Provided entries:
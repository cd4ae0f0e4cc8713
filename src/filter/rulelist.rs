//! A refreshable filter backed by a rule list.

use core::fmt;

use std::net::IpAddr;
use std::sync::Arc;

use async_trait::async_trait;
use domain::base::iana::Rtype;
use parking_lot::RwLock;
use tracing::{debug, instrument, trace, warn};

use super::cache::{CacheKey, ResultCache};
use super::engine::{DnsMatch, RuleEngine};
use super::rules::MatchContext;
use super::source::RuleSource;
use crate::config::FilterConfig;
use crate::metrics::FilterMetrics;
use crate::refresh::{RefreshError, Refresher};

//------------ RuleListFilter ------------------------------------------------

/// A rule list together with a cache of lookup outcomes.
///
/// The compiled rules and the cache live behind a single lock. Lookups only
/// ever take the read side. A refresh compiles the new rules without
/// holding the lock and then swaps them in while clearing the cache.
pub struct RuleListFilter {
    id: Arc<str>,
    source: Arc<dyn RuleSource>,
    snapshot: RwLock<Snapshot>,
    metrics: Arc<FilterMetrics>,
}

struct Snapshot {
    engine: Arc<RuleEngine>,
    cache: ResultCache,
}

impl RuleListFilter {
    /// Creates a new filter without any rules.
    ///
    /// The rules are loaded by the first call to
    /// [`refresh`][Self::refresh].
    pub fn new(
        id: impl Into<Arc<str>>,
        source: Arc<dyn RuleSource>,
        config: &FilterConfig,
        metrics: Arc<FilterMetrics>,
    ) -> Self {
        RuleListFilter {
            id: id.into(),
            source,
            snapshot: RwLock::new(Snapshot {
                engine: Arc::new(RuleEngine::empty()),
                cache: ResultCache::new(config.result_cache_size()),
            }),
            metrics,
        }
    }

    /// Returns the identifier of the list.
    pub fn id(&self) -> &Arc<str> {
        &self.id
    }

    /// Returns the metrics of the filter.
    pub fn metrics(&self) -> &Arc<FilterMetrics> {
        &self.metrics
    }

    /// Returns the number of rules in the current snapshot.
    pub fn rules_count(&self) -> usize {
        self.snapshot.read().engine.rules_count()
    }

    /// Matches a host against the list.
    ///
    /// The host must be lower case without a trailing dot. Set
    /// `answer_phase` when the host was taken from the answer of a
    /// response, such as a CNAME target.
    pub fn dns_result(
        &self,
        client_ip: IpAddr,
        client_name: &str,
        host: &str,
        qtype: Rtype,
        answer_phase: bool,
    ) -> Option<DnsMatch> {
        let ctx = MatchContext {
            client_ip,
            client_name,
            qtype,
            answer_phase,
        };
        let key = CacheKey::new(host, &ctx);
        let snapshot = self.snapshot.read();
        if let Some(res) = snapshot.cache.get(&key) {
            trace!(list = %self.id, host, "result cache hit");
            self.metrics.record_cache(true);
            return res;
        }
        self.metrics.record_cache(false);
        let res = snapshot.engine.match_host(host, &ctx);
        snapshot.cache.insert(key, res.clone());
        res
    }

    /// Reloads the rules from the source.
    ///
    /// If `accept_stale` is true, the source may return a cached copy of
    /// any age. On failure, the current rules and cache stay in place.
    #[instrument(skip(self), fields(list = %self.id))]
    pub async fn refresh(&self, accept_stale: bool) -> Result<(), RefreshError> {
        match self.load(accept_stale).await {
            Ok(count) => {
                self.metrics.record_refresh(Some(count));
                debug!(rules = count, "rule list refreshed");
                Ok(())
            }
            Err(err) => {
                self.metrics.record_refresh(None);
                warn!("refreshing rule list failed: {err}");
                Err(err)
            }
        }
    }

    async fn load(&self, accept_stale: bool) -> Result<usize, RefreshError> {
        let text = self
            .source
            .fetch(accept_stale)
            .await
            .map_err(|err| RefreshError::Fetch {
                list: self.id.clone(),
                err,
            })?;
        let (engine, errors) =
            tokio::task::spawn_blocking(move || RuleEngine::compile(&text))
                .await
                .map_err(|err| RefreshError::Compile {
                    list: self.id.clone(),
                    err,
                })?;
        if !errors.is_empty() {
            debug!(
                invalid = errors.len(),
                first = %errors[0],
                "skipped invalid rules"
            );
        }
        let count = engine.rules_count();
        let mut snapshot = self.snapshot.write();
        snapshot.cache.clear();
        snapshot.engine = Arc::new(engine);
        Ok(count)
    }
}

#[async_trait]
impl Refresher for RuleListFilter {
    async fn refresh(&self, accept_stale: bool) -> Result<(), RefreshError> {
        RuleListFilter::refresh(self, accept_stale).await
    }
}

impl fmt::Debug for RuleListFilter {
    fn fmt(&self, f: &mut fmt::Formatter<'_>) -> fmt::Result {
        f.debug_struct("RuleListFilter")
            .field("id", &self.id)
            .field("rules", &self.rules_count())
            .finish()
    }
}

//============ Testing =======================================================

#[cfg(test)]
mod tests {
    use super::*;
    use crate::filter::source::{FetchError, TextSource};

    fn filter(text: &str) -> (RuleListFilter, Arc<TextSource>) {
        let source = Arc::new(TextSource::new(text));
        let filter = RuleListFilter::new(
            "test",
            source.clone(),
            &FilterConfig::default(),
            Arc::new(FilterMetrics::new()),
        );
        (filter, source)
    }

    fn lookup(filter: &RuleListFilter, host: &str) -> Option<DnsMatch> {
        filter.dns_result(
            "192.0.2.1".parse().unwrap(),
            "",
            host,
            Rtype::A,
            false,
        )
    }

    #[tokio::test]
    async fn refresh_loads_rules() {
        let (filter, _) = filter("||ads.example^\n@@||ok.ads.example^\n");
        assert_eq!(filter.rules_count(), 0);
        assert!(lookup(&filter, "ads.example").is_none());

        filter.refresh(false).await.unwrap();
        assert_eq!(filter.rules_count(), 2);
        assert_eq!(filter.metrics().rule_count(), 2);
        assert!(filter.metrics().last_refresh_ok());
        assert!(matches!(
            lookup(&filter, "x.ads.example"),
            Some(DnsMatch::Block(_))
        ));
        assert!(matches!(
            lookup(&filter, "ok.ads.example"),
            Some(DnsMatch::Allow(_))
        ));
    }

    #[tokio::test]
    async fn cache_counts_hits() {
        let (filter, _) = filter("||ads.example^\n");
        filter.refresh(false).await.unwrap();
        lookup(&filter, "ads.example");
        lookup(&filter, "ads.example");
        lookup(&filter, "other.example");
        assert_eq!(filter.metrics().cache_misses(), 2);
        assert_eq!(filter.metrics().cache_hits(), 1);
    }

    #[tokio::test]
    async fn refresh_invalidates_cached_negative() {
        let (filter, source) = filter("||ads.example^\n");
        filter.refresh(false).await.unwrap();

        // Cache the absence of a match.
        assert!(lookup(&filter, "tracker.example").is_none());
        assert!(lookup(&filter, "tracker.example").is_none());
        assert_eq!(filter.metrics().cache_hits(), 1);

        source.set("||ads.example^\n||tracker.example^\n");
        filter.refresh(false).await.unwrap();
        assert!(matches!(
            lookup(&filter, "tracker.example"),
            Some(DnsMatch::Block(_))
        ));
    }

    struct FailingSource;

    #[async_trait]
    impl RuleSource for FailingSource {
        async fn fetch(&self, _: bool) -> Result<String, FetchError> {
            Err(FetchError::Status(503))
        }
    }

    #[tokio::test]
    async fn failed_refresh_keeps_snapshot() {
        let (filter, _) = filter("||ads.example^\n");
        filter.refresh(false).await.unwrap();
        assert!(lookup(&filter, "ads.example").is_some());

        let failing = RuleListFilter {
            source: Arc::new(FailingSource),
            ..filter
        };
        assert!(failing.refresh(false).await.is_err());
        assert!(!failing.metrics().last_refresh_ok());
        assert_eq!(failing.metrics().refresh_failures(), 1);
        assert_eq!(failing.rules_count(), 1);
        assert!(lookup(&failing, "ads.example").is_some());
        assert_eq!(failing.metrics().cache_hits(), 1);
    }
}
==
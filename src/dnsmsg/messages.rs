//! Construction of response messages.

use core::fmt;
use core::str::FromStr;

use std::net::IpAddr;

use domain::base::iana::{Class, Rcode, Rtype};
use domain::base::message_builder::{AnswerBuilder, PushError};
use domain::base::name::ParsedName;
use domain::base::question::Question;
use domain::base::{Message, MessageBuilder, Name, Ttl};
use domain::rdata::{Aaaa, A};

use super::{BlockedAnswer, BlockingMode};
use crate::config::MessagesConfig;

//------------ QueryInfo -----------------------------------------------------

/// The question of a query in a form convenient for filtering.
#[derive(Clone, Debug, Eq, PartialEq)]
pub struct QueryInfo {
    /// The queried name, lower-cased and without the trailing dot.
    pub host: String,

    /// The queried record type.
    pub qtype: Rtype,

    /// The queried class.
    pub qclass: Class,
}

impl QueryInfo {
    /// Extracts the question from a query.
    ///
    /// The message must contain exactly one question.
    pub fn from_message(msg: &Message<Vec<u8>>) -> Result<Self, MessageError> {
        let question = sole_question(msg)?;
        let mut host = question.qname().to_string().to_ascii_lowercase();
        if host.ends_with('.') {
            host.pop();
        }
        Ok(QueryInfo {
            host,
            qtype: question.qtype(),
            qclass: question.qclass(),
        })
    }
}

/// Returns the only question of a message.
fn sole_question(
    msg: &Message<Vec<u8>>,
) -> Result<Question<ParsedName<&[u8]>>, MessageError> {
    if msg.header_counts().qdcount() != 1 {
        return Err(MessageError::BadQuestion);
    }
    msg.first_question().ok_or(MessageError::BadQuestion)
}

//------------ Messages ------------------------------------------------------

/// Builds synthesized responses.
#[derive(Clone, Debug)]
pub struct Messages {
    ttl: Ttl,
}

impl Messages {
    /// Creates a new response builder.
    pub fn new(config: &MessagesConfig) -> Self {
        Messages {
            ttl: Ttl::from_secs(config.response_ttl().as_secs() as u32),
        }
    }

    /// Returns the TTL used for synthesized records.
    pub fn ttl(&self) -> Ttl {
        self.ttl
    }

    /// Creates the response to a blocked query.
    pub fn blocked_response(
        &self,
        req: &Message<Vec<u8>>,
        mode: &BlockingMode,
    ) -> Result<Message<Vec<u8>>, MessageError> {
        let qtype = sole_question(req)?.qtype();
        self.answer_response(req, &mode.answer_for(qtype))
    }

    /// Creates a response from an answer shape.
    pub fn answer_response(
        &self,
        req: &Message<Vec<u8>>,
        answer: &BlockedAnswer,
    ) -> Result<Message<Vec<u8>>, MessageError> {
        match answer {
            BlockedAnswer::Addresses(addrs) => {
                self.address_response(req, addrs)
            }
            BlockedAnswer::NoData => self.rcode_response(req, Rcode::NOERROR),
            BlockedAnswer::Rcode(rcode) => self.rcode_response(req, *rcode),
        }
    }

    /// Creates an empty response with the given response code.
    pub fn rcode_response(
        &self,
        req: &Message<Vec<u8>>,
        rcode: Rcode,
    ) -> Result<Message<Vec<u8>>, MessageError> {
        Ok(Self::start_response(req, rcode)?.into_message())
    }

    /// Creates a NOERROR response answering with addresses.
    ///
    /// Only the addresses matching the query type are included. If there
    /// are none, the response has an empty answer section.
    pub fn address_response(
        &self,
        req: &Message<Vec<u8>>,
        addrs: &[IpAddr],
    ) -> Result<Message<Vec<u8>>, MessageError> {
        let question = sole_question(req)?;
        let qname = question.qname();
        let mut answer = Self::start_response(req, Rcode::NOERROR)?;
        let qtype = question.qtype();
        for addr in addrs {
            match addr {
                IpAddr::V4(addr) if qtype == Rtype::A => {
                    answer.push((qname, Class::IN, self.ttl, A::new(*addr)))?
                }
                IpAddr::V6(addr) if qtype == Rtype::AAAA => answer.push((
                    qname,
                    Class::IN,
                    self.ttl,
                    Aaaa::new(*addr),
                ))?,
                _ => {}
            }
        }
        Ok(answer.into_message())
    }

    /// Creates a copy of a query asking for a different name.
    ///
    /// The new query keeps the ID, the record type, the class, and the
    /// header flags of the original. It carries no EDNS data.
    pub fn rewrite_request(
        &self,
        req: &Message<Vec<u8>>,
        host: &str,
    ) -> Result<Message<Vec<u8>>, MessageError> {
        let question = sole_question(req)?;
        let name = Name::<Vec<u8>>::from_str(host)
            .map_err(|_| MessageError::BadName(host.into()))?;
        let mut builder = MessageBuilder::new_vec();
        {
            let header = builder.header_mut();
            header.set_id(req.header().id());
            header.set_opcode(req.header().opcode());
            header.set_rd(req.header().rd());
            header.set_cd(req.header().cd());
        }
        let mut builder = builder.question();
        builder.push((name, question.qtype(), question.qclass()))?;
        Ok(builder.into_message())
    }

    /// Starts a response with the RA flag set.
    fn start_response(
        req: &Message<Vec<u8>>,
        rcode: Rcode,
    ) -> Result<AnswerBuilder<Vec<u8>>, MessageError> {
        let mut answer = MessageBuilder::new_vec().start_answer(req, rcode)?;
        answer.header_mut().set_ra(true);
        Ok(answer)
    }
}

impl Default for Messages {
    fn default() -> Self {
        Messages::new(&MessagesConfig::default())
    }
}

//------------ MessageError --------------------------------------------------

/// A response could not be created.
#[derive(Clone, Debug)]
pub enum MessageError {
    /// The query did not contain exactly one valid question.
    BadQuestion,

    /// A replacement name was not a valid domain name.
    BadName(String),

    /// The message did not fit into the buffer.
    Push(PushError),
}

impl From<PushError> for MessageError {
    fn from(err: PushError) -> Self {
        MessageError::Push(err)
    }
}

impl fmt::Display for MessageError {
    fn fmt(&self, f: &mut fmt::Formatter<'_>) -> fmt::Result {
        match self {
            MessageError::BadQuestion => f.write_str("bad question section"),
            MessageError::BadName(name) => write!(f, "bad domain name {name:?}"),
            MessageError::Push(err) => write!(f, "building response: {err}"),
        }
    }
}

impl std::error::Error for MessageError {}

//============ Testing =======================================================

Task to complete: Above are the records; copy exactly the lines from the line with "IpAddr::V6(addr) if qtype" through the line with "let mut builder = MessageBuilder::new_vec();", both included.

Your solution:
                IpAddr::V6(addr) if qtype == Rtype::AAAA => answer.push((
                    qname,
                    Class::IN,
                    self.ttl,
                    Aaaa::new(*addr),
                ))?,
                _ => {}
            }
        }
        Ok(answer.into_message())
    }

    /// Creates a copy of a query asking for a different name.
    ///
    /// The new query keeps the ID, the record type, the class, and the
    /// header flags of the original. It carries no EDNS data.
    pub fn rewrite_request(
        &self,
        req: &Message<Vec<u8>>,
        host: &str,
    ) -> Result<Message<Vec<u8>>, MessageError> {
        let question = sole_question(req)?;
        let name = Name::<Vec<u8>>::from_str(host)
            .map_err(|_| MessageError::BadName(host.into()))?;
        let mut builder = MessageBuilder::new_vec();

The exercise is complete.